Belgian food has a reputation for being heavy, which in keto terms actually works in your favour more often than you’d expect. A lot of the classics are built around meat, fish, and cream-based sauces — the problem is usually the accompaniment rather than the dish itself.
What adapts well
Stoofvlees — beef slow-cooked in beer with thyme and bay — is the Belgian comfort food. The dish itself is fine on keto, but the traditional pairing with frites is obviously not. The solution most people land on is celeriac mash, which has a fraction of the carbs of potato and takes on butter extremely well. Cauliflower mash also works. On its own, stoofvlees is rich enough that the absence of frites doesn’t feel like a great deprivation after a few bites. The beer used in cooking — usually a Duvel or a brown ale — adds minimal carbs because most of the alcohol and sugars reduce during the long cooking time.
Waterzooi is mostly fine as-is. The Ghent chicken version is cream and vegetables with chicken pieces; unless whoever made it has added flour to the broth, you’re eating a perfectly keto dish. The fish version is the same. Worth asking about the base if you’re ordering in a restaurant, but made at home it’s one of the easiest Belgian dishes to cook on keto without any adaptation at all.

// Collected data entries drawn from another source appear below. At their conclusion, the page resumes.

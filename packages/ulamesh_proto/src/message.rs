//! Peer-to-peer messages carried through the overlay.
//!
//! Framing is one overlay message per message; the overlay tags each
//! with its numeric type and the sender's identity. All multi-byte
//! fields are network byte order.

use thiserror::Error;

use crate::{PublicKey, PUBLIC_KEY_LEN};

/// A typed peer-to-peer message.
#[derive(Debug, Clone, PartialEq, Eq)]
pub enum Message {
    /// Data plane: a raw IPv6 datagram.
    Ip(Vec<u8>),

    /// "Send me your route table entry number `index`."
    RouteRequest { index: u32 },

    /// Reply to a `RouteRequest` whose index was within range.
    RouteAnnounce { owner: PublicKey, hops: u32 },

    /// Reply to a `RouteRequest` whose index was past the end of the
    /// responder's table; `limit` is that table's size.
    RouteEnd { limit: u32 },

    /// Peer liveness signal.
    Pong,

    /// Peer link-down signal. Advisory only; delivery is not
    /// guaranteed, so embedders should also wire their overlay's
    /// disconnect callback to the same deactivation path.
    HangUp,
}

// Numeric message types. Any fixed assignment works so long as both
// endpoints agree.
pub const KIND_PONG: u16 = 3;
pub const KIND_HANG_UP: u16 = 4;
pub const KIND_IP: u16 = 64;
pub const KIND_ROUTE_REQUEST: u16 = 65;
pub const KIND_ROUTE_ANNOUNCE: u16 = 66;
pub const KIND_ROUTE_END: u16 = 67;

impl Message {
    /// The numeric overlay message type of this message.
    pub fn kind(&self) -> u16 {
        match self {
            Message::Ip(_) => KIND_IP,
            Message::RouteRequest { .. } => KIND_ROUTE_REQUEST,
            Message::RouteAnnounce { .. } => KIND_ROUTE_ANNOUNCE,
            Message::RouteEnd { .. } => KIND_ROUTE_END,
            Message::Pong => KIND_PONG,
            Message::HangUp => KIND_HANG_UP,
        }
    }

    /// Serialize the message payload (everything after the overlay's
    /// own type/sender header).
    pub fn encode_payload(&self) -> Vec<u8> {
        match self {
            Message::Ip(packet) => packet.clone(),
            Message::RouteRequest { index } => index.to_be_bytes().to_vec(),
            Message::RouteAnnounce { owner, hops } => {
                let mut buf = Vec::with_capacity(PUBLIC_KEY_LEN + 4);
                buf.extend_from_slice(owner.as_bytes());
                buf.extend_from_slice(&hops.to_be_bytes());
                buf
            }
            Message::RouteEnd { limit } => limit.to_be_bytes().to_vec(),
            Message::Pong | Message::HangUp => Vec::new(),
        }
    }

    /// Parse a message from its numeric type and payload.
    ///
    /// Control payloads must match their fixed sizes exactly; `Ip`
    /// payloads are taken verbatim (the data-plane validation lives in
    /// [`crate::frame`]). `Pong` and `HangUp` ignore any payload.
    pub fn parse(kind: u16, payload: &[u8]) -> Result<Self, ParseError> {
        match kind {
            KIND_IP => Ok(Message::Ip(payload.to_vec())),
            KIND_ROUTE_REQUEST => Ok(Message::RouteRequest {
                index: parse_u32(kind, payload)?,
            }),
            KIND_ROUTE_ANNOUNCE => {
                if payload.len() != PUBLIC_KEY_LEN + 4 {
                    return Err(ParseError::BadLength {
                        kind,
                        len: payload.len(),
                    });
                }
                let mut owner = [0u8; PUBLIC_KEY_LEN];
                owner.copy_from_slice(&payload[..PUBLIC_KEY_LEN]);
                let hops = u32::from_be_bytes(payload[PUBLIC_KEY_LEN..].try_into().unwrap());
                Ok(Message::RouteAnnounce {
                    owner: PublicKey(owner),
                    hops,
                })
            }
            KIND_ROUTE_END => Ok(Message::RouteEnd {
                limit: parse_u32(kind, payload)?,
            }),
            KIND_PONG => Ok(Message::Pong),
            KIND_HANG_UP => Ok(Message::HangUp),
            kind => Err(ParseError::UnknownKind(kind)),
        }
    }
}

fn parse_u32(kind: u16, payload: &[u8]) -> Result<u32, ParseError> {
    let bytes: [u8; 4] = payload.try_into().map_err(|_| ParseError::BadLength {
        kind,
        len: payload.len(),
    })?;
    Ok(u32::from_be_bytes(bytes))
}

/// An error representing a failure to parse a peer-to-peer message.
#[derive(Debug, Error)]
pub enum ParseError {
    #[error("unknown message type {0}")]
    UnknownKind(u16),

    #[error("message of type {kind} has impossible size {len}")]
    BadLength { kind: u16, len: usize },
}

#[cfg(test)]
mod tests {
    use super::*;

    fn round_trip(message: Message) {
        let parsed = Message::parse(message.kind(), &message.encode_payload()).unwrap();
        assert_eq!(parsed, message);
    }

    #[test]
    fn round_trip_ip() {
        round_trip(Message::Ip(vec![0x60, 0, 0, 0]));
    }

    #[test]
    fn round_trip_route_request() {
        round_trip(Message::RouteRequest { index: 7 });
    }

    #[test]
    fn round_trip_route_announce() {
        round_trip(Message::RouteAnnounce {
            owner: PublicKey([0xab; PUBLIC_KEY_LEN]),
            hops: 4,
        });
    }

    #[test]
    fn round_trip_route_end() {
        round_trip(Message::RouteEnd { limit: 100 });
    }

    #[test]
    fn round_trip_signals() {
        round_trip(Message::Pong);
        round_trip(Message::HangUp);
    }

    #[test]
    fn announce_encoding_is_network_byte_order() {
        let payload = Message::RouteAnnounce {
            owner: PublicKey([1; PUBLIC_KEY_LEN]),
            hops: 0x0102_0304,
        }
        .encode_payload();

        assert_eq!(payload.len(), PUBLIC_KEY_LEN + 4);
        assert_eq!(&payload[PUBLIC_KEY_LEN..], &[1, 2, 3, 4]);
    }

    #[test]
    fn truncated_announce_is_rejected() {
        assert!(matches!(
            Message::parse(KIND_ROUTE_ANNOUNCE, &[0; PUBLIC_KEY_LEN + 3]),
            Err(ParseError::BadLength { kind: KIND_ROUTE_ANNOUNCE, len }) if len == PUBLIC_KEY_LEN + 3
        ));
    }

    #[test]
    fn oversized_route_request_is_rejected() {
        assert!(matches!(
            Message::parse(KIND_ROUTE_REQUEST, &[0; 5]),
            Err(ParseError::BadLength { .. })
        ));
    }

    #[test]
    fn unknown_kind_is_rejected() {
        assert!(matches!(
            Message::parse(999, &[]),
            Err(ParseError::UnknownKind(999))
        ));
    }
}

Moules are essentially a keto food. A pot of moules marinières is white wine, shallots, butter, and mussels — no meaningful carbs anywhere. The only problem is moules-frites as a format: you’re getting a side of frites alongside. Ask for a salad instead and nobody should object.

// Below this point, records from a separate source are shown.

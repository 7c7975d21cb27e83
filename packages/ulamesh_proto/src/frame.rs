//! TUN packet-information framing and the ULA anonymity filter.
//!
//! Every read from and write to a tunnel device carries a 4-byte
//! packet-information prefix (`u16` flags then `u16` ethertype, both
//! network byte order, Linux `struct tun_pi`). [`FrameBuf`] owns one
//! such frame; the validation functions decide whether a frame read
//! from a device may leave the node, and whether a datagram received
//! from a peer may be written to one.

use thiserror::Error;

/// Length of the packet-information prefix.
pub const PI_LEN: usize = 4;

/// Largest IP datagram a frame may carry. One read buffer is 65,536
/// bytes, 4 of which are the prefix.
pub const MAX_PACKET: usize = 65536 - PI_LEN;

/// Ethertype for IPv6, as carried in the packet-information prefix.
pub const ETHERTYPE_IPV6: u16 = 0x86DD;
/// Ethertype for IPv4. Recognized only to be rejected by name.
pub const ETHERTYPE_IPV4: u16 = 0x0800;

/// An owned TUN frame: packet-information prefix plus IP datagram.
#[derive(Debug, Clone, PartialEq, Eq)]
pub struct FrameBuf(Vec<u8>);

impl FrameBuf {
    /// Wrap bytes read from a tunnel device.
    ///
    /// Only the minimum structural bound is checked here; use
    /// [`validate_outbound`] before forwarding the payload.
    pub fn from_raw(bytes: Vec<u8>) -> Result<Self, PacketError> {
        if bytes.len() < PI_LEN {
            return Err(PacketError::TooShort(bytes.len()));
        }
        Ok(Self(bytes))
    }

    /// Build a frame around a datagram about to be written to a
    /// tunnel device.
    pub fn encapsulate(ethertype: u16, packet: &[u8]) -> Result<Self, PacketError> {
        if packet.len() > MAX_PACKET {
            return Err(PacketError::TooLong(packet.len()));
        }
        let mut bytes = Vec::with_capacity(PI_LEN + packet.len());
        bytes.extend_from_slice(&0u16.to_be_bytes());
        bytes.extend_from_slice(&ethertype.to_be_bytes());
        bytes.extend_from_slice(packet);
        Ok(Self(bytes))
    }

    /// The ethertype from the packet-information prefix.
    pub fn ethertype(&self) -> u16 {
        u16::from_be_bytes([self.0[2], self.0[3]])
    }

    /// The IP datagram after the prefix.
    pub fn packet(&self) -> &[u8] {
        &self.0[PI_LEN..]
    }

    /// The whole frame, prefix included, for writing to a device.
    pub fn as_bytes(&self) -> &[u8] {
        &self.0
    }
}

/// Check a frame read from a tunnel device before its datagram leaves
/// the node, returning the datagram on success.
///
/// Rejects anything that is not a well-formed IPv6 datagram whose
/// source *and* destination both sit in fd00::/8. Unique-local
/// addresses are the anonymity boundary: a packet addressed outside
/// the mesh must never reach a peer.
pub fn validate_outbound(frame: &FrameBuf) -> Result<&[u8], PacketError> {
    let packet = frame.packet();
    if packet.len() > MAX_PACKET {
        return Err(PacketError::TooLong(packet.len()));
    }

    match frame.ethertype() {
        ETHERTYPE_IPV6 => {}
        ETHERTYPE_IPV4 => return Err(PacketError::Ipv4NotCarried),
        other => return Err(PacketError::UnknownEtherType(other)),
    }

    if packet.len() < IPV6_HEADER_LEN {
        return Err(PacketError::TooShort(packet.len()));
    }
    let version = packet[0] >> 4;
    if version != 6 {
        return Err(PacketError::VersionMismatch(version));
    }

    check_ula(packet)?;
    Ok(packet)
}

/// Check an IPv6 datagram received from a peer before it is written to
/// a tunnel device.
///
/// The same anonymity guard applies on the way in, plus a consistency
/// check between the header's payload-length field and the bytes
/// actually received.
pub fn validate_inbound(packet: &[u8]) -> Result<(), PacketError> {
    if packet.len() > MAX_PACKET {
        return Err(PacketError::TooLong(packet.len()));
    }
    if packet.len() < IPV6_HEADER_LEN {
        return Err(PacketError::TooShort(packet.len()));
    }
    let version = packet[0] >> 4;
    if version == 4 {
        return Err(PacketError::Ipv4NotCarried);
    }
    if version != 6 {
        return Err(PacketError::VersionMismatch(version));
    }

    let payload_len = u16::from_be_bytes([packet[4], packet[5]]) as usize;
    if IPV6_HEADER_LEN + payload_len != packet.len() {
        return Err(PacketError::InconsistentLength {
            header: payload_len,
            actual: packet.len() - IPV6_HEADER_LEN,
        });
    }

    check_ula(packet)
}

const IPV6_HEADER_LEN: usize = 40;

/// Source address bytes of an IPv6 header.
const SRC_OFF: usize = 8;
/// Destination address bytes of an IPv6 header.
const DST_OFF: usize = 24;

fn check_ula(packet: &[u8]) -> Result<(), PacketError> {
    let src = u16::from_be_bytes([packet[SRC_OFF], packet[SRC_OFF + 1]]);
    let dst = u16::from_be_bytes([packet[DST_OFF], packet[DST_OFF + 1]]);
    // fd00::/8 and above. fc00::/8 is excluded on purpose: only the
    // locally-assigned half of RFC 4193 space belongs to the mesh.
    if src < 0xFD00 {
        return Err(PacketError::NotUniqueLocal { segment: src });
    }
    if dst < 0xFD00 {
        return Err(PacketError::NotUniqueLocal { segment: dst });
    }
    Ok(())
}

/// An error representing a packet that must not be forwarded.
#[derive(Debug, Error, PartialEq, Eq)]
pub enum PacketError {
    #[error("packet of {0} bytes is too short to carry an IPv6 header")]
    TooShort(usize),

    #[error("packet of {0} bytes exceeds the maximum frame size")]
    TooLong(usize),

    #[error("IPv4 is not carried over the mesh")]
    Ipv4NotCarried,

    #[error("unknown ethertype {0:#06x}")]
    UnknownEtherType(u16),

    #[error("IP version {0} does not match the frame's ethertype")]
    VersionMismatch(u8),

    #[error("header claims {header} payload bytes but {actual} were received")]
    InconsistentLength { header: usize, actual: usize },

    #[error("address segment {segment:#06x} is outside unique-local space")]
    NotUniqueLocal { segment: u16 },
}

Paling in ’t groen — eel in green herb sauce — is worth trying if you haven’t. The herb sauce is parsley, sorrel, chervil, and butter. No carbs. The eel itself is rich, fatty protein. The whole dish is keto without trying to be. It’s more commonly found in Flemish restaurants and around Mechelen but you can find it in Brussels.
What doesn’t adapt
The waffle is the main casualty. A Liège waffle is pearl sugar baked into a yeast dough. A Brussels waffle is a crispy light batter. Neither has a keto version that isn’t a pale imitation, and the ones sold at markets with fresh fruit and whipped cream are almost certainly the thing you’ll miss most. There’s no good answer here.
Cramique — the sweet enriched bread with raisins — doesn’t adapt. Belgian flan and rice pudding don’t adapt. Speculoos in any form doesn’t adapt. The tarte au riz from the boulangeries in Liège doesn’t adapt.
The honest position is that Belgian pastry and baking culture is exceptional and largely incompatible with keto, and coming to terms with that early is better than spending time on recipe substitutions that don’t taste right. Eat the actual food around it, let the waffles be what they are, and move on.